Al-Qadisiyah Journal of Veterinary Medicine Sciences (Dec 2017)

Detection of some heavy metals in poultry meats from some sources of meat and poultry rations

  • Kadhim H. Abbas

Journal volume & issue
Vol. 16, no. 2
pp. 99 – 104

Abstract

Read online

The present study was performed to detect the concentration of the toxic heavy metals (lead Pb, cadmium Cd, arsenic As and mercury Hg) in meat and rations of broiler chickens, and their effect on animals and human public health. Seventy samples were collected {40 samples of broiler chickens highly defined by the consumers in Al-Diwaniyah markets, these samples included: 10 samples of each of the Brazilian frozen chicken (Al-kafeel), Turkish frozen chicken (Barakat Al-kadhimian), Iranian frozen chicken (Al-Mahdi) and broiler chicken from local breeding, also 30 samples from the poultry final rations highly bought by breeder of chicken in the province which include 10 samples from each of the Al-kadra, Al-waha ratios and ratio which locally manufactured in the Al-Diwaniyah factory}. The thighs and breast muscles of the chicken samples were then separated from the chicken body, while the edible offal (liver and gizzard) for these samples collected from the same sources. Atomic absorption spectrophotometer (England origin) were used to estimate the heavy metals residues.

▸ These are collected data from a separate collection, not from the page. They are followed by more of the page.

//! Per-kind interpretation of check result messages.
//!
//! The server formats messages differently per check kind, e.g.
//! `contains '4'`, `similarity: 0.82` or `12 tokens (min: 1, max: 50)`.
//! Renderers use [`CheckExplainer`] to pull structured detail back out.

use regex::Regex;

use super::CheckKind;
use crate::error::{Result, VibeError};
use crate::results::ConditionalResult;

/// Structured detail recovered from a check result.
#[derive(Debug, Clone, PartialEq)]
pub enum CheckDetail {
    /// Quoted snippets from a `match`/`not_match` message, for highlighting
    Pattern { snippets: Vec<String> },
    /// Similarity score from a `semantic` message
    Similarity { score: Option<f64> },
    /// Token count from a `min_tokens`/`max_tokens` message
    Tokens { count: Option<u64> },
    /// Judge's free-text verdict
    Judgement { text: String },
    /// OR-group child tally
    Group { passed: usize, total: usize },
    /// Message of an unrecognized kind, passed through as-is
    Raw { text: String },
}

/// Compiled message parsers, constructed once and shared by a renderer.
#[derive(Debug, Clone)]
pub struct CheckExplainer {
    quoted: Regex,
    similarity: Regex,
    tokens: Regex,
    number: Regex,
}

impl CheckExplainer {
    pub fn new() -> Result<Self> {
        let compile = |pattern: &str| {
            Regex::new(pattern)
                .map_err(|e| VibeError::Other(format!("invalid pattern {}: {}", pattern, e)))
        };

        Ok(Self {
            quoted: compile(r#"'([^']*)'|"([^"]*)""#)?,
            similarity: compile(r"(?i)similarity\s*[:=]?\s*(\d+(?:\.\d+)?)")?,
            tokens: compile(r"(?i)(\d+)\s*tokens?")?,
            number: compile(r"\d+")?,
        })
    }

    /// Select the interpretation strategy by result kind.
    pub fn explain(&self, result: &ConditionalResult) -> CheckDetail {
        match result.kind() {
            Some(CheckKind::Match) | Some(CheckKind::NotMatch) => CheckDetail::Pattern {
                snippets: self.snippets(&result.message),
            },
            Some(CheckKind::Semantic) => CheckDetail::Similarity {
                score: self.similarity(&result.message),
            },
            Some(CheckKind::MinTokens) | Some(CheckKind::MaxTokens) => CheckDetail::Tokens {
                count: self.token_count(&result.message),
            },
            Some(CheckKind::LlmJudge) => CheckDetail::Judgement {
                text: result.message.clone(),
            },
            Some(CheckKind::Or) => CheckDetail::Group {
                passed: result.children.iter().filter(|c| c.passed).count(),
                total: result.children.len(),
            },
            None => CheckDetail::Raw {
                text: result.message.clone(),
            },
        }
    }

    fn snippets(&self, message: &str) -> Vec<String> {
        self.quoted
            .captures_iter(message)
            .filter_map(|cap| cap.get(1).or_else(|| cap.get(2)))
            .map(|m| m.as_str().to_string())
            .collect()
    }

    fn similarity(&self, message: &str) -> Option<f64> {
        self.similarity
            .captures(message)
            .and_then(|cap| cap[1].parse().ok())
    }

    fn token_count(&self, message: &str) -> Option<u64> {
        self.tokens
            .captures(message)
            .map(|cap| cap[1].to_string())
            .or_else(|| self.number.find(message).map(|m| m.as_str().to_string()))
            .and_then(|n| n.parse().ok())
    }
}

/// Convenience wrapper for one-off explanations.
pub fn explain(result: &ConditionalResult) -> Result<CheckDetail> {
    Ok(CheckExplainer::new()?.explain(result))
}

#[cfg(test)]
mod tests {
    use super::*;

    fn result(kind: &str, passed: bool, message: &str) -> ConditionalResult {
        ConditionalResult {
            kind: kind.to_string(),
            passed,
            message: message.to_string(),
            children: Vec::new(),
        }
    }

    #[test]
    fn test_match_extracts_quoted_snippets() {
        let explainer = CheckExplainer::new().unwrap();
        let detail = explainer.explain(&result("match", true, "contains '4' and \"four\""));
        assert_eq!(
            detail,
            CheckDetail::Pattern {
                snippets: vec!["4".to_string(), "four".to_string()]
            }
        );
    }

    #[test]
    fn test_not_match_without_quotes_has_no_snippets() {
        let explainer = CheckExplainer::new().unwrap();
        let detail = explainer.explain(&result("not_match", true, "pattern absent"));
        assert_eq!(detail, CheckDetail::Pattern { snippets: vec![] });
    }

    #[test]
    fn test_semantic_parses_similarity() {
        let explainer = CheckExplainer::new().unwrap();
        let detail = explainer.explain(&result("semantic", false, "similarity: 0.82"));
        assert_eq!(detail, CheckDetail::Similarity { score: Some(0.82) });

        let missing = explainer.explain(&result("semantic", false, "embedding failed"));
        assert_eq!(missing, CheckDetail::Similarity { score: None });
    }

    #[test]
    fn test_token_count_prefers_tokens_suffix() {
        let explainer = CheckExplainer::new().unwrap();
        let detail = explainer.explain(&result("max_tokens", false, "57 tokens (min: 1, max: 50)"));
        assert_eq!(detail, CheckDetail::Tokens { count: Some(57) });

        let bare = explainer.explain(&result("min_tokens", true, "count=12"));
        assert_eq!(bare, CheckDetail::Tokens { count: Some(12) });
    }

    #[test]
    fn test_or_group_counts_children() {
        let explainer = CheckExplainer::new().unwrap();
        let mut group = result("or", true, "1 of 2 passed");
        group.children = vec![
            result("match", true, "contains 'a'"),
            result("not_match", false, "contains 'b'"),
        ];
        assert_eq!(
            explainer.explain(&group),
            CheckDetail::Group {
                passed: 1,
                total: 2
            }
        );
    }

    #[test]
    fn test_unknown_kind_passes_message_through() {
        let detail = explain(&result("regex", false, "no match")).unwrap();
        assert_eq!(
            detail,
            CheckDetail::Raw {
                text: "no match".to_string()
            }
        );
    }
}
//! Pipeline stage services
//!
//! One file per stage of the trigger scan: extraction and comparison wrap
//! the external fingerprint tool, the collector probes window groups, the
//! voter and pruner filter candidates, and the payload extractor annotates
//! the survivors.

pub mod comparer;
pub mod extractor;
pub mod pattern_voter;
pub mod payload_extractor;
pub mod scratch;
pub mod tag_pruner;
pub mod window_collector;

pub use comparer::{FingerprintComparer, ToolFingerprintComparer};
pub use extractor::{FingerprintExtractor, ToolFingerprintExtractor};
pub use pattern_voter::{PatternVoter, TriggerPattern, Vote};
pub use payload_extractor::PayloadExtractor;
pub use scratch::ScratchWorkspace;
pub use tag_pruner::TagPruner;
pub use window_collector::{WindowCollector, WindowGroup};
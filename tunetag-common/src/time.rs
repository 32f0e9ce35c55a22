//! Timestamp utilities

use chrono::Utc;

/// Wall-clock milliseconds since the Unix epoch.
///
/// Scan workspaces seed their scratch-name RNG with this value.
pub fn now_millis() -> u64 {
    Utc::now().timestamp_millis().max(0) as u64
}
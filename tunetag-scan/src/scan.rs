//! Scan driver
//!
//! Sweeps the clip at a fixed stride, collects a five-probe window group at
//! each offset, votes, prunes the candidates and attaches payload
//! fingerprints. The sweep stops as soon as a candidate lands past the
//! duration limit, which keeps every emitted tag's payload region inside
//! the clip.

use rayon::prelude::*;
use std::fs::File;
use std::io::Write;
use std::sync::{Arc, Mutex};
use tokio_util::sync::CancellationToken;
use tunetag_common::time::now_millis;
use tunetag_common::timing::muldiv;

use crate::config::ScanConfig;
use crate::error::ScanError;
use crate::services::comparer::{FingerprintComparer, ToolFingerprintComparer};
use crate::services::extractor::{FingerprintExtractor, ToolFingerprintExtractor};
use crate::services::pattern_voter::{PatternVoter, Vote};
use crate::services::payload_extractor::PayloadExtractor;
use crate::services::scratch::ScratchWorkspace;
use crate::services::tag_pruner::TagPruner;
use crate::services::window_collector::{WindowCollector, WindowGroup};
use crate::types::{
    AudioClip, FingerprintDescriptor, ReferenceFingerprint, ScanOutcome, TriggerTag,
};

/// Sweep stride between scan offsets, in ms.
pub const STRIDE_MS: i64 = 100;

/// Gap between a voted offset and the tag position it produces, in ms.
const TAG_LEAD_MS: i64 = 1000;

/// One scan invocation's inputs.
#[derive(Debug, Clone)]
pub struct ScanRequest {
    /// Absolute stream offset of sample index 0, in ms
    pub data_offset: i64,
    pub clip: AudioClip,
    pub reference: ReferenceFingerprint,
}

/// Drives the sweep over a clip and produces the final tag list.
#[derive(Clone)]
pub struct TriggerScanner {
    config: ScanConfig,
    collaborators: Option<(Arc<dyn FingerprintExtractor>, Arc<dyn FingerprintComparer>)>,
}

impl TriggerScanner {
    /// Scanner backed by the external fingerprint tool named in `config`.
    pub fn new(config: ScanConfig) -> Self {
        Self {
            config,
            collaborators: None,
        }
    }

    /// Scanner with injected extractor and comparer.
    pub fn with_collaborators(
        config: ScanConfig,
        extractor: Arc<dyn FingerprintExtractor>,
        comparer: Arc<dyn FingerprintComparer>,
    ) -> Self {
        Self {
            config,
            collaborators: Some((extractor, comparer)),
        }
    }

    /// Run the scan on a blocking worker thread.
    pub async fn scan(
        &self,
        request: ScanRequest,
        cancel: CancellationToken,
    ) -> Result<ScanOutcome, ScanError> {
        let scanner = self.clone();
        tokio::task::spawn_blocking(move || scanner.scan_blocking(&request, &cancel))
            .await
            .expect("scan task panicked")
    }

    /// Run the scan on the calling thread.
    pub fn scan_blocking(
        &self,
        request: &ScanRequest,
        cancel: &CancellationToken,
    ) -> Result<ScanOutcome, ScanError> {
        validate(request)?;
        let clip = &request.clip;

        let scratch = Arc::new(ScratchWorkspace::create(
            &self.config.root_dir,
            now_millis(),
            self.config.debug,
        )?);
        let debug_file = match scratch.debug_dir() {
            Some(dir) => Some(Arc::new(Mutex::new(File::create(dir.join("probes.jsonl"))?))),
            None => None,
        };

        let (extractor, comparer) = match &self.collaborators {
            Some((e, c)) => (e.clone(), c.clone()),
            None => (
                Arc::new(ToolFingerprintExtractor::new(
                    self.config.tool_path.clone(),
                    scratch.clone(),
                    cancel.clone(),
                )) as Arc<dyn FingerprintExtractor>,
                Arc::new(ToolFingerprintComparer::new(
                    self.config.tool_path.clone(),
                    scratch.clone(),
                    cancel.clone(),
                )) as Arc<dyn FingerprintComparer>,
            ),
        };

        let reference = FingerprintDescriptor::from_bytes(request.reference.data.clone());
        let collector =
            WindowCollector::new(extractor.clone(), comparer, self.config.probe_delta_ms);

        let counts = muldiv(1000, clip.duration as i64, STRIDE_MS);
        let max_duration = clip.max_duration_ms();
        let duration_limit = request.data_offset + 1000 * (clip.duration as i64 - 5);

        tracing::info!(
            offsets = counts,
            duration = clip.duration,
            workers = self.config.workers,
            "starting trigger sweep"
        );

        // Per-offset collection results, in ascending elapse order. The
        // sequential path stays lazy so the duration-limit stop below also
        // stops probing.
        let offsets = (0..counts)
            .map(|k| k * STRIDE_MS)
            .take_while(|&elapse| elapse < max_duration);
        let collect_one = |elapse: i64| -> Result<(i64, Option<WindowGroup>), ScanError> {
            if cancel.is_cancelled() {
                return Err(ScanError::Cancelled);
            }
            match collector.collect(clip, &reference, elapse) {
                Ok(group) => {
                    record_probe(&debug_file, elapse, Some(&group), None);
                    Ok((elapse, Some(group)))
                }
                Err(fatal @ (ScanError::Cancelled | ScanError::ScratchIo(_))) => Err(fatal),
                Err(e) => {
                    tracing::debug!(elapse, error = %e, "probe failed, skipping offset");
                    record_probe(&debug_file, elapse, None, Some(&e));
                    Ok((elapse, None))
                }
            }
        };

        let collected: Box<dyn Iterator<Item = Result<(i64, Option<WindowGroup>), ScanError>> + '_> =
            if self.config.workers > 1 {
                let pool = rayon::ThreadPoolBuilder::new()
                    .num_threads(self.config.workers)
                    .build()
                    .map_err(|e| ScanError::InvalidInput(format!("worker pool: {}", e)))?;
                let offsets: Vec<i64> = offsets.collect();
                let mut groups: Vec<Result<(i64, Option<WindowGroup>), ScanError>> =
                    pool.install(|| offsets.par_iter().map(|&elapse| collect_one(elapse)).collect());
                groups.sort_by_key(|item| match item {
                    Ok((elapse, _)) => *elapse,
                    Err(_) => i64::MIN,
                });
                Box::new(groups.into_iter())
            } else {
                Box::new(offsets.map(collect_one))
            };

        let mut candidates: Vec<TriggerTag> = Vec::new();
        for item in collected {
            let (elapse, group) = item?;
            let Some(group) = group else { continue };
            if !group.is_complete() {
                continue;
            }
            if let Vote::Hit(pattern) = PatternVoter::vote(&group) {
                let (_, fcr) = &group.pairs[pattern.hit_index()];
                let data_position = request.data_offset + elapse + TAG_LEAD_MS;
                if data_position > duration_limit {
                    tracing::debug!(
                        elapse,
                        data_position,
                        duration_limit,
                        "candidate past duration limit, stopping sweep"
                    );
                    break;
                }
                tracing::debug!(elapse, data_position, ?pattern, "trigger candidate");
                candidates.push(TriggerTag {
                    data_position,
                    most_similar_frame_position: fcr.most_similar_frame_position,
                    score: fcr.score,
                    similarity: fcr.similarity,
                    description: None,
                });
            }
        }

        let pruned = TagPruner::prune(candidates);
        let live_tags = PayloadExtractor::new(extractor).attach_payloads(
            clip,
            request.data_offset,
            pruned,
            cancel,
        )?;

        let accepted = live_tags.len() as u64;
        tracing::info!(tags = accepted, "trigger sweep complete");

        Ok(ScanOutcome {
            tune_url_counts: accepted,
            tag_counts: accepted,
            live_tags,
        })
    }
}

fn validate(request: &ScanRequest) -> Result<(), ScanError> {
    let clip = &request.clip;
    if !(6..=17).contains(&clip.duration) {
        return Err(ScanError::InvalidInput(format!(
            "duration {} outside 6..=17 seconds",
            clip.duration
        )));
    }
    if clip.samples.len() != clip.size as usize {
        return Err(ScanError::InvalidInput(format!(
            "sample buffer length {} does not match declared size {}",
            clip.samples.len(),
            clip.size
        )));
    }
    if request.reference.data.len() != request.reference.size as usize {
        return Err(ScanError::InvalidInput(format!(
            "reference fingerprint length {} does not match declared size {}",
            request.reference.data.len(),
            request.reference.size
        )));
    }
    if clip.sample_rate == 0 || clip.fingerprint_rate == 0 {
        return Err(ScanError::InvalidInput(
            "sample rate and fingerprint rate must be nonzero".to_string(),
        ));
    }
    if request.data_offset < 0 {
        return Err(ScanError::InvalidInput(format!(
            "data offset {} is negative",
            request.data_offset
        )));
    }
    Ok(())
}

fn record_probe(
    debug_file: &Option<Arc<Mutex<File>>>,
    elapse: i64,
    group: Option<&WindowGroup>,
    error: Option<&ScanError>,
) {
    let Some(file) = debug_file else { return };
    let line = match (group, error) {
        (Some(group), _) => serde_json::json!({
            "elapse": elapse,
            "frameStartTimes": group
                .pairs
                .iter()
                .map(|(_, fcr)| fcr.frame_start_time)
                .collect::<Vec<_>>(),
            "similarities": group
                .pairs
                .iter()
                .map(|(_, fcr)| fcr.similarity)
                .collect::<Vec<_>>(),
        }),
        (None, Some(error)) => serde_json::json!({
            "elapse": elapse,
            "error": error.to_string(),
        }),
        (None, None) => return,
    };
    if let Ok(mut file) = file.lock() {
        let _ = writeln!(file, "{}", line);
    }
}

#[cfg(test)]
mod tests {
    use super::*;
    use tempfile::TempDir;

    fn clip(duration: u32, rate: u32) -> AudioClip {
        let samples = vec![0i16; (duration * rate) as usize];
        AudioClip {
            size: samples.len() as u32,
            samples,
            sample_rate: rate,
            duration,
            fingerprint_rate: rate,
        }
    }

    fn request(clip: AudioClip) -> ScanRequest {
        ScanRequest {
            data_offset: 0,
            clip,
            reference: ReferenceFingerprint {
                data: vec![1, 2, 3],
                size: 3,
            },
        }
    }

    fn scanner(root: &std::path::Path) -> TriggerScanner {
        TriggerScanner::new(ScanConfig::new(
            root.to_path_buf(),
            std::path::PathBuf::from("/nonexistent/fpx"),
        ))
    }

    #[test]
    fn duration_below_range_is_rejected() {
        let root = TempDir::new().unwrap();
        let result = scanner(root.path()).scan_blocking(
            &request(clip(5, 1000)),
            &CancellationToken::new(),
        );
        assert!(matches!(result, Err(ScanError::InvalidInput(_))));
    }

    #[test]
    fn duration_above_range_is_rejected() {
        let root = TempDir::new().unwrap();
        let result = scanner(root.path()).scan_blocking(
            &request(clip(18, 1000)),
            &CancellationToken::new(),
        );
        assert!(matches!(result, Err(ScanError::InvalidInput(_))));
    }

    #[test]
    fn sample_size_mismatch_is_rejected() {
        let root = TempDir::new().unwrap();
        let mut bad = clip(10, 1000);
        bad.size += 1;
        let result =
            scanner(root.path()).scan_blocking(&request(bad), &CancellationToken::new());
        assert!(matches!(result, Err(ScanError::InvalidInput(_))));
    }

    #[test]
    fn reference_size_mismatch_is_rejected() {
        let root = TempDir::new().unwrap();
        let mut req = request(clip(10, 1000));
        req.reference.size = 99;
        let result = scanner(root.path()).scan_blocking(&req, &CancellationToken::new());
        assert!(matches!(result, Err(ScanError::InvalidInput(_))));
    }

    #[test]
    fn negative_data_offset_is_rejected() {
        let root = TempDir::new().unwrap();
        let mut req = request(clip(10, 1000));
        req.data_offset = -1;
        let result = scanner(root.path()).scan_blocking(&req, &CancellationToken::new());
        assert!(matches!(result, Err(ScanError::InvalidInput(_))));
    }

    #[test]
    fn cancelled_token_stops_before_probing() {
        let root = TempDir::new().unwrap();
        let cancel = CancellationToken::new();
        cancel.cancel();
        let result = scanner(root.path()).scan_blocking(&request(clip(10, 1000)), &cancel);
        assert!(matches!(result, Err(ScanError::Cancelled)));
    }
}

The results showed a significant variances (p≤0.05) for comparative means in the concentrations of the studied heavy metals (Pb, Cd, As and Hg) among examined organs and muscles, generally, the highest concentration was detected in the liver followed by gizzard, then thigh muscle and breast muscle in all examined samples, though, the concentrations stay under permissible standardization limits which recorded by WHO/FAO, European, Gulf Standardization Organization (GSO) and Egyptian organization for standardization and quality control (EOS). In the ratios, the highest concentrations recorded were in locally manufactured ratio followed by Al-Kadra, then Al-Waha ratio, the means also remained under standardization permissible limits allowed by the National research council (NRC) to mineral tolerance in animals feed.